Today has been an emotional roller coaster. I started off meeting my run group for a mild, short run. I was feeling good, but after a mile my calf felt just like it did last Sunday so I stopped and Maili and I walked back to the parking lot where we started. There we worked on some slower running methods. I guess the fact that I was able to do that is encouraging. I can maybe employ a run/walk method at next weeks race.

Maili was great today! Just the fact that she was there for me and supportive was really touching. Her words of encouragement and willingness to run with me made me cry. I am rather hormonal right now, so even someone being nice to me will bring on a flood of tears. My biggest fear at the marathon is that I might hold someone from our team back. I don’t want to ruin anyone else’s race. It’s ok if they leave me behind. I hate being a weak link.
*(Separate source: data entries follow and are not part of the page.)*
use std::time::Duration;

use super::manager::PgManager;
use crate::error::SqlRepoError;
use crate::pool::{ConfigAndPool, DEFAULT_CONNECTION_TIMEOUT, DEFAULT_MAX_SIZE, RepoPool};
use crate::types::DatabaseType;

/// Options for configuring a Postgres pool.
#[derive(Debug, Clone)]
pub struct PostgresOptions {
    pub config: tokio_postgres::Config,
    pub translate_placeholders: bool,
    pub max_size: u32,
    pub connection_timeout: Duration,
}

impl PostgresOptions {
    #[must_use]
    pub fn new(config: tokio_postgres::Config) -> Self {
        Self {
            config,
            translate_placeholders: false,
            max_size: DEFAULT_MAX_SIZE,
            connection_timeout: DEFAULT_CONNECTION_TIMEOUT,
        }
    }
}

/// Fluent builder for `PostgresOptions`.
#[derive(Debug, Clone)]
pub struct PostgresOptionsBuilder {
    opts: PostgresOptions,
}

impl PostgresOptionsBuilder {
    #[must_use]
    pub fn new(config: tokio_postgres::Config) -> Self {
        Self {
            opts: PostgresOptions::new(config),
        }
    }

    #[must_use]
    pub fn translation(mut self, translate_placeholders: bool) -> Self {
        self.opts.translate_placeholders = translate_placeholders;
        self
    }

    #[must_use]
    pub fn max_size(mut self, max_size: u32) -> Self {
        self.opts.max_size = max_size;
        self
    }

    #[must_use]
    pub fn connection_timeout(mut self, timeout: Duration) -> Self {
        self.opts.connection_timeout = timeout;
        self
    }

    #[must_use]
    pub fn finish(self) -> PostgresOptions {
        self.opts
    }

    /// Build a `ConfigAndPool` for Postgres.
    ///
    /// # Errors
    /// Returns `SqlRepoError` if required settings are missing or the pool cannot be built.
    pub async fn build(self) -> Result<ConfigAndPool, SqlRepoError> {
        ConfigAndPool::new_postgres(self.finish()).await
    }
}

/// Check the settings a connection cannot be made without.
///
/// # Errors
/// Returns `SqlRepoError::ConfigError` naming the first missing field.
pub fn validate_postgres_config(config: &tokio_postgres::Config) -> Result<(), SqlRepoError> {
    if config.get_dbname().is_none() {
        return Err(SqlRepoError::ConfigError("dbname is required".to_string()));
    }
    if config.get_hosts().is_empty() {
        return Err(SqlRepoError::ConfigError("host is required".to_string()));
    }
    if config.get_user().is_none() {
        return Err(SqlRepoError::ConfigError("user is required".to_string()));
    }
    Ok(())
}

impl ConfigAndPool {
    #[must_use]
    pub fn postgres_builder(config: tokio_postgres::Config) -> PostgresOptionsBuilder {
        PostgresOptionsBuilder::new(config)
    }

    /// Create a Postgres pool.
    ///
    /// # Errors
    /// Returns `SqlRepoError::ConfigError` if dbname, host or user is missing, and
    /// `SqlRepoError::ConnectionError` if the pool cannot be built.
    pub async fn new_postgres(opts: PostgresOptions) -> Result<Self, SqlRepoError> {
        validate_postgres_config(&opts.config)?;
        if opts.max_size == 0 {
            return Err(SqlRepoError::ConfigError(
                "max_size must be at least 1".to_string(),
            ));
        }
        let pool = PgManager::new(opts.config)
            .build_pool(opts.max_size, opts.connection_timeout)
            .await?;
        Ok(ConfigAndPool {
            pool: RepoPool::Postgres(pool),
            db_type: DatabaseType::Postgres,
            translate_placeholders: opts.translate_placeholders,
        })
    }
}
I also met my Spartan buddy, Beth today who is visiting from out of town. Her hugs and wisdom were also cherished and it was just nice to have someone listen to me and let me vent. I hope I wasn’t too much of a Debbie Downer!

Oddly enough, I am feeling more optimistic as I write this. It really helps to talk things out with others and wrap my head around this differently. There is so much love and support around me. My mom was even encouraging me to run the marathon tonight when just days ago she was saying that I shouldn’t do it. She even told me to try using Arnica cream boasting how it helped her. Having her support was huge!!
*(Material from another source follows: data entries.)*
use std::collections::HashMap;
use std::sync::Arc;

use crate::types::RowValues;

/// A row from a query result.
///
/// Column names and the name → index map are shared by every row of the same result set.
#[derive(Debug, Clone)]
pub struct CustomDbRow {
    pub column_names: Arc<Vec<String>>,
    pub rows: Vec<RowValues>,
    #[doc(hidden)]
    pub(crate) column_index: Arc<HashMap<String, usize>>,
}

impl CustomDbRow {
    #[must_use]
    pub fn new(column_names: Arc<Vec<String>>, rows: Vec<RowValues>) -> Self {
        let column_index = Arc::new(index_columns(&column_names));
        Self {
            column_names,
            rows,
            column_index,
        }
    }

    pub(crate) fn with_index(
        column_names: Arc<Vec<String>>,
        column_index: Arc<HashMap<String, usize>>,
        rows: Vec<RowValues>,
    ) -> Self {
        Self {
            column_names,
            rows,
            column_index,
        }
    }

    #[must_use]
    pub fn get_column_index(&self, column_name: &str) -> Option<usize> {
        self.column_index.get(column_name).copied()
    }

    /// Value of the named column, or `None` if the row has no such column.
    #[must_use]
    pub fn get(&self, column_name: &str) -> Option<&RowValues> {
        self.get_column_index(column_name)
            .and_then(|idx| self.rows.get(idx))
    }

    #[must_use]
    pub fn get_by_index(&self, index: usize) -> Option<&RowValues> {
        self.rows.get(index)
    }

    #[must_use]
    pub fn len(&self) -> usize {
        self.rows.len()
    }

    #[must_use]
    pub fn is_empty(&self) -> bool {
        self.rows.is_empty()
    }
}

// First occurrence wins for duplicate column names (e.g. `SELECT a.id, b.id`).
pub(crate) fn index_columns(column_names: &[String]) -> HashMap<String, usize> {
    let mut index = HashMap::with_capacity(column_names.len());
    for (i, name) in column_names.iter().enumerate() {
        index.entry(name.clone()).or_insert(i);
    }
    index
}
I am truly blessed with the friends and family I have. I’m so glad I waited to write this post because earlier I had written a draft of doom and gloom. I hate writing negative things. I want to stay positive.

So here is my plan. No running this week. Rest. Some indoor cycling. Easy. Do therapy 2 more times. Take advantage of the fact that my boss said I could take Friday off too. Get mentally fit to run this marathon. I will start the race. I will start slow. And if I can’t get through it I will walk to the nearest aid station and volunteer.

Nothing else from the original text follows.